What is expected: Take the entries below and reproduce them word for word.

Exercise inputs:
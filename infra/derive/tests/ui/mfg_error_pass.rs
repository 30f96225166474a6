use mfg_derive::mfg_error;
use std::borrow::Cow;

#[mfg_error]
pub enum CatalogFileError {
    #[error("Catalog file unreadable{}: {source}", format_context(.context))]
    Io {
        #[source]
        source: std::io::Error,
        context: Option<Cow<'static, str>>,
    },

    #[error("Unknown material {id}")]
    UnknownMaterial { id: String },

    #[error("Internal error{}: {message}", format_context(.context))]
    Internal { message: Cow<'static, str>, context: Option<Cow<'static, str>> },
}

fn read(path: &str) -> Result<String, CatalogFileError> {
    std::fs::read_to_string(path).context("Reading price table")
}

fn main() {
    let err = read("/definitely/not/here").unwrap_err();
    assert!(err.to_string().contains("(Reading price table)"));

    let err: Result<(), CatalogFileError> = Err("boom".into());
    let err = err.context("while testing").unwrap_err();
    assert_eq!(err.to_string(), "Internal error (while testing): boom");

    let unknown = CatalogFileError::UnknownMaterial { id: "m-1".to_owned() };
    assert_eq!(unknown.to_string(), "Unknown material m-1");
}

Problem solution:
filename infra/derive/tests/ui/mfg_error_pass.rs
repository 30f96225166474a6
use mfg_derive::mfg_error;
use std::borrow::Cow;

#[mfg_error]
pub enum CatalogFileError {
    #[error("Catalog file unreadable{}: {source}", format_context(.context))]
    Io {
        #[source]
        source: std::io::Error,
        context: Option<Cow<'static, str>>,
    },

    #[error("Unknown material {id}")]
    UnknownMaterial { id: String },

    #[error("Internal error{}: {message}", format_context(.context))]
    Internal { message: Cow<'static, str>, context: Option<Cow<'static, str>> },
}

fn read(path: &str) -> Result<String, CatalogFileError> {
    std::fs::read_to_string(path).context("Reading price table")
}

fn main() {
    let err = read("/definitely/not/here").unwrap_err();
    assert!(err.to_string().contains("(Reading price table)"));

    let err: Result<(), CatalogFileError> = Err("boom".into());
    let err = err.context("while testing").unwrap_err();
    assert_eq!(err.to_string(), "Internal error (while testing): boom");

    let unknown = CatalogFileError::UnknownMaterial { id: "m-1".to_owned() };
    assert_eq!(unknown.to_string(), "Unknown material m-1");
}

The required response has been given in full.